» **Work item**
Below are records; state how many of their lines hold the word "between", and give only the figure.

» **Recorded data**
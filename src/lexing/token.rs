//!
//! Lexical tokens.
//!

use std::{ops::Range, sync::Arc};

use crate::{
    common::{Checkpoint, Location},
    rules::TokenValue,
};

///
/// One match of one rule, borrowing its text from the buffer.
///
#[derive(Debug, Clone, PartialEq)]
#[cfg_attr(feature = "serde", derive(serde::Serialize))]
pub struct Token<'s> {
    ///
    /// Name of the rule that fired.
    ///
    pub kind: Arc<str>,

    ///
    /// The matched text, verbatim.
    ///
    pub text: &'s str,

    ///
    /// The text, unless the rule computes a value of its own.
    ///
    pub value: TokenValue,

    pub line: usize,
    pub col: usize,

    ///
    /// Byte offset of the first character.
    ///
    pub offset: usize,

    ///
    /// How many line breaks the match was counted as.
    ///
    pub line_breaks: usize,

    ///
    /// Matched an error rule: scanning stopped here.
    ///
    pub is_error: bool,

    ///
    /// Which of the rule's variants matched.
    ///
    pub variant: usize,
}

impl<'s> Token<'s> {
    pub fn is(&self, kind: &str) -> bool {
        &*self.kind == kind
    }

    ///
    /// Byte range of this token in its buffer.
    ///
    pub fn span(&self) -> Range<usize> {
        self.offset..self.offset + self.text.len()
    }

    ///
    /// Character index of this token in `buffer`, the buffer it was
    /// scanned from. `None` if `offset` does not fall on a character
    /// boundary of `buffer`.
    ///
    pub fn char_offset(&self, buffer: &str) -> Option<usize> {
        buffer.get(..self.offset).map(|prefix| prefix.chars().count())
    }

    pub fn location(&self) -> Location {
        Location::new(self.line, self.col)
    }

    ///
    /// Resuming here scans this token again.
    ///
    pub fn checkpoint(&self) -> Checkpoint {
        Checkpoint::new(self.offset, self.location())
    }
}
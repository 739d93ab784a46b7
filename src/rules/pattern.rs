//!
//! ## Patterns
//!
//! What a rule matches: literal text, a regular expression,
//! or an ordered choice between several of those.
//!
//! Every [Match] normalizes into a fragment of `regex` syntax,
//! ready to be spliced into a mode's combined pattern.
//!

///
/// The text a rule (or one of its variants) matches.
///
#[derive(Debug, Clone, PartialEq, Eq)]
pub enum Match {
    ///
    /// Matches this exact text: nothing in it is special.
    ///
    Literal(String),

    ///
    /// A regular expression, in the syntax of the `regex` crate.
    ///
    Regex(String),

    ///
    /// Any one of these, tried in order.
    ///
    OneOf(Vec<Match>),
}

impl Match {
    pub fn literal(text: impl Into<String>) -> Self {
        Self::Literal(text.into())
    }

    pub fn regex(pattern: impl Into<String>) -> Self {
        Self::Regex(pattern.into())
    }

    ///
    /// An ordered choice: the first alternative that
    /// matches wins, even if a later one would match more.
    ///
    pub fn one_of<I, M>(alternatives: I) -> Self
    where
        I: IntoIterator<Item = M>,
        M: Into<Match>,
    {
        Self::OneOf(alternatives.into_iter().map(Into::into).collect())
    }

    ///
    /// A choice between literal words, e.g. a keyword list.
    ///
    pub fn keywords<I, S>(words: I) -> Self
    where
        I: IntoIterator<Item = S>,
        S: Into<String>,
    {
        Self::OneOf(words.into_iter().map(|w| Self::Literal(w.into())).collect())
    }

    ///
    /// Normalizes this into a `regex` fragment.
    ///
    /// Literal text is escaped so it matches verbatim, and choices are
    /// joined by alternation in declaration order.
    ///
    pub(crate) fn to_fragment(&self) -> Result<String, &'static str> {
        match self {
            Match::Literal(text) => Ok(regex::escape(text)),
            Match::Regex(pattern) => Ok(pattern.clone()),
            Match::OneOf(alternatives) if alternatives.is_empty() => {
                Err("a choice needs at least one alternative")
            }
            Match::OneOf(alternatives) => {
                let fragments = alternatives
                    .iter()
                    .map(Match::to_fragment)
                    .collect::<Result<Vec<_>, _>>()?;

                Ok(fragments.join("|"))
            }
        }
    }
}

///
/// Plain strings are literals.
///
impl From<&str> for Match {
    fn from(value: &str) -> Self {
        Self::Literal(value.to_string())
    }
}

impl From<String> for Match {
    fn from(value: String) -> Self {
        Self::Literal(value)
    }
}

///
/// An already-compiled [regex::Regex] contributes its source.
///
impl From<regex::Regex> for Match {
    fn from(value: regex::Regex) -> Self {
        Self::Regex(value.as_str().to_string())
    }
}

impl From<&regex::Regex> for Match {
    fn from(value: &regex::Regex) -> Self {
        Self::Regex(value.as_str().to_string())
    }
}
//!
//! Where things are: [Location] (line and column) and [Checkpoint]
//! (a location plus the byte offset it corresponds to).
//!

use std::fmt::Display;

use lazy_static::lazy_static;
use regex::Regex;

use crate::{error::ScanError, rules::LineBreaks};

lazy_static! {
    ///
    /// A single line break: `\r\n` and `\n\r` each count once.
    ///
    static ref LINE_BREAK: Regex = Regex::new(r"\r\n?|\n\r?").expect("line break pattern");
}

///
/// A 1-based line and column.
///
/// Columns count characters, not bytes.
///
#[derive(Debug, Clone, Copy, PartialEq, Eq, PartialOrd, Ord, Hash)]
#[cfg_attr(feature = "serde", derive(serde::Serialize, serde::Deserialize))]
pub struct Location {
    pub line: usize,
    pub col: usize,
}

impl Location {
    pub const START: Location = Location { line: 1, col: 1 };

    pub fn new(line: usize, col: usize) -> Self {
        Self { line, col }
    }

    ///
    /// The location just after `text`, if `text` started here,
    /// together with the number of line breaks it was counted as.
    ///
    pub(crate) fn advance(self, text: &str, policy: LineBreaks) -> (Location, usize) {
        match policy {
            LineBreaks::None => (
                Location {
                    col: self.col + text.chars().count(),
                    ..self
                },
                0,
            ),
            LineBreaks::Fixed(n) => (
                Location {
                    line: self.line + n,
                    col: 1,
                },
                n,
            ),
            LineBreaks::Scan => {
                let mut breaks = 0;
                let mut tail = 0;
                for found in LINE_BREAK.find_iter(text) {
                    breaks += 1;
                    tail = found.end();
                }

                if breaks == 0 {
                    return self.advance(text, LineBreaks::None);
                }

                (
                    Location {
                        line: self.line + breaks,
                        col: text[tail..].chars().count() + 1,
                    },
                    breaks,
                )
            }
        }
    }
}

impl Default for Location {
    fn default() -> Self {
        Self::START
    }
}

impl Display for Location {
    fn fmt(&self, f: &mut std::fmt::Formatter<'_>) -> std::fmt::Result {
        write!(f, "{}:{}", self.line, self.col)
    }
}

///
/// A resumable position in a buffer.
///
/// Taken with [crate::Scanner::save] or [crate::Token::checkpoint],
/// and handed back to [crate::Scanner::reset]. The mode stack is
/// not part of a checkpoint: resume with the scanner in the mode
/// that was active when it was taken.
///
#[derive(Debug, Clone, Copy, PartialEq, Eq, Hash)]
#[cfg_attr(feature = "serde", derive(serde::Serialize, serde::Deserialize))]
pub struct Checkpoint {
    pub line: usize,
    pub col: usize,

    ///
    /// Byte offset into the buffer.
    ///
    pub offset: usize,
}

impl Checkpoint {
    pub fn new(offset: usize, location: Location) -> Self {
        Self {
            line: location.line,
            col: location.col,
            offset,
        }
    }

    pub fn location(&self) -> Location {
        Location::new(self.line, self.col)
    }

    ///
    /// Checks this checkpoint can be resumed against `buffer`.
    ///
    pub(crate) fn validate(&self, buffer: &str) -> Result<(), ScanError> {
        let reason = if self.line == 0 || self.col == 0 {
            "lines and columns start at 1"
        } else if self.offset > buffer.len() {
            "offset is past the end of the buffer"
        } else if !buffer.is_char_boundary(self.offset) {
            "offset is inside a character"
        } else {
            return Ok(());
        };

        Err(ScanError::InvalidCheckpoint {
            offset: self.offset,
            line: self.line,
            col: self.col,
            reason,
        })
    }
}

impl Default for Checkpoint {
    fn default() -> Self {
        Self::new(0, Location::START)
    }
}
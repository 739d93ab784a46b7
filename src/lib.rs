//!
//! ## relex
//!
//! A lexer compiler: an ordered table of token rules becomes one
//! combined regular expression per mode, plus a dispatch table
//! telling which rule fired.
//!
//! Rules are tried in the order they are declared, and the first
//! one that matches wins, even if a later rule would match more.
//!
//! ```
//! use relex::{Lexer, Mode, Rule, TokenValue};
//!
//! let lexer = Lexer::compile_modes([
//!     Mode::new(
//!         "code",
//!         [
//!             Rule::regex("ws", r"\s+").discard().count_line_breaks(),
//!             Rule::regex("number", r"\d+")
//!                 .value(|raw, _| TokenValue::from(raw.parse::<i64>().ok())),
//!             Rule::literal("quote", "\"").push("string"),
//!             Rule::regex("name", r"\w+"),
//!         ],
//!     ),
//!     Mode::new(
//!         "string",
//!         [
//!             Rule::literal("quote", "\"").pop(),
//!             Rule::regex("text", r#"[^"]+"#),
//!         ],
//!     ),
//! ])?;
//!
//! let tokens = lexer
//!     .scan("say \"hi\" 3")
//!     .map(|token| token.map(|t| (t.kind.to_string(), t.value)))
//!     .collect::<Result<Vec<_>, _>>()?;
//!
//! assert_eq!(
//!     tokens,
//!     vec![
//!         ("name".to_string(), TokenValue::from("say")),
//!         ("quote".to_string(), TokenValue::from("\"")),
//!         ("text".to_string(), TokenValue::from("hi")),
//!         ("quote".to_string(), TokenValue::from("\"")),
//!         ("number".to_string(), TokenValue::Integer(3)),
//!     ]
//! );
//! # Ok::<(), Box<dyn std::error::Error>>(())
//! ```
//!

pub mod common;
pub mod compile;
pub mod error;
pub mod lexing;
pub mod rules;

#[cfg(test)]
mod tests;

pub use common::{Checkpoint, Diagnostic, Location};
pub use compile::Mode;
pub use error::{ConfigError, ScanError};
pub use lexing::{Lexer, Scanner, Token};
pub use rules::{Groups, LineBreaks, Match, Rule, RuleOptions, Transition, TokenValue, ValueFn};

» **Expected output**
2